Peptide Nanoparticles as Novel Immunogens: Design and Analysis of a Prototypic Severe Acute Respiratory Syndrome Vaccine

Abstract

Severe acute respiratory syndrome (SARS) is an infectious disease caused by a novel coronavirus that cost nearly 800 lives. While there have been no recent outbreaks of the disease, the threat remains as SARS coronavirus (SARS‐CoV) like strains still exist in animal reservoirs. Therefore, the development of a vaccine against SARS is in grave need. Here, we have designed and produced a prototypic SARS vaccine: a self‐assembling polypeptide nanoparticle that repetitively displays a SARS B‐cell epitope from the C‐terminal heptad repeat of the virus’ spike protein.

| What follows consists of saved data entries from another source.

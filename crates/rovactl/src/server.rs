//! Dev server - serves the manifest and source files over HTTP.
//!
//! Development and testing only; nothing here is hardened for
//! production. The manifest is regenerated from the source tree on every
//! request so live edits are picked up immediately.

use crate::builder::ManifestBuilder;
use anyhow::{anyhow, Context, Result};
use std::fs;
use std::path::PathBuf;
use tiny_http::{Header, Response, Server};
use tracing::{info, warn};

/// Route prefix devices fetch from.
const OTA_PREFIX: &str = "/ota/";

pub struct DevServer {
    src_dir: PathBuf,
    builder: ManifestBuilder,
}

enum Reply {
    Ok { content_type: &'static str, body: Vec<u8> },
    NotFound,
}

impl DevServer {
    pub fn new(src_dir: PathBuf, builder: ManifestBuilder) -> Result<Self> {
        let src_dir = src_dir
            .canonicalize()
            .with_context(|| format!("source directory {} not found", src_dir.display()))?;
        Ok(Self { src_dir, builder })
    }

    /// Serve forever on `addr` (e.g. `127.0.0.1:8000`).
    pub fn run(&self, addr: &str) -> Result<()> {
        let server =
            Server::http(addr).map_err(|e| anyhow!("failed to bind {}: {}", addr, e))?;
        info!("dev OTA server listening on http://{}", addr);
        info!("manifest URL: http://{}{}versions.json", addr, OTA_PREFIX);

        for request in server.incoming_requests() {
            let url = request.url().to_string();
            let reply = if request.method() == &tiny_http::Method::Get {
                self.handle(&url)
            } else {
                Reply::NotFound
            };

            let result = match reply {
                Reply::Ok { content_type, body } => {
                    info!(url = %url, bytes = body.len(), "serving");
                    request.respond(
                        Response::from_data(body)
                            .with_header(header("Content-Type", content_type))
                            .with_header(header("Cache-Control", "no-store")),
                    )
                }
                Reply::NotFound => {
                    warn!(url = %url, "not found");
                    request.respond(Response::from_string("not found").with_status_code(404))
                }
            };
            if let Err(e) = result {
                warn!(error = %e, "failed to send response");
            }
        }
        Ok(())
    }

    fn handle(&self, url: &str) -> Reply {
        let Some(rest) = url.strip_prefix(OTA_PREFIX) else {
            return Reply::NotFound;
        };

        if rest == "versions.json" {
            return match self.builder.build() {
                Ok(value) => {
                    let mut body = serde_json::to_string_pretty(&value)
                        .unwrap_or_else(|_| "{}".to_string());
                    body.push('\n');
                    Reply::Ok {
                        content_type: "application/json",
                        body: body.into_bytes(),
                    }
                }
                Err(e) => {
                    warn!(error = %e, "failed to build manifest");
                    Reply::NotFound
                }
            };
        }

        // Containment: the resolved path must stay under the source root.
        let full = match self.src_dir.join(rest).canonicalize() {
            Ok(p) => p,
            Err(_) => return Reply::NotFound,
        };
        if !full.starts_with(&self.src_dir) || !full.is_file() {
            return Reply::NotFound;
        }

        match fs::read(&full) {
            Ok(body) => Reply::Ok {
                content_type: content_type_for(rest),
                body,
            },
            Err(e) => {
                warn!(path = %full.display(), error = %e, "failed to read file");
                Reply::NotFound
            }
        }
    }
}

fn header(name: &str, value: &str) -> Header {
    format!("{}: {}", name, value)
        .parse::<Header>()
        .expect("static header")
}

fn content_type_for(path: &str) -> &'static str {
    if path.ends_with(".json") {
        "application/json"
    } else if path.ends_with(".py") {
        "text/plain"
    } else {
        "application/octet-stream"
    }
}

Biophysical analyses with circular dichroism, transmission electron microscopy and dynamic light scattering confirmed the computational design showing α‐helcial nanoparticles with sizes of about 25 nm. Immunization experiments with no adjuvants were performed with BALB/c mice. An investigation of the binding properties of the elicited antibodies showed that they were highly conformation specific for the coiled‐coil epitope because they specifically recognized the native trimeric conformation of C‐terminal heptad repeat region. Consequently, the antisera exhibited neutralization activity in an in vitro infection inhibition assay. We conclude that these peptide nanoparticles represent a promising platform for vaccine design, in particular for diseases that are characterized by neutralizing epitopes with coiled‐coil conformation such as SARS‐CoV or other enveloped viruses.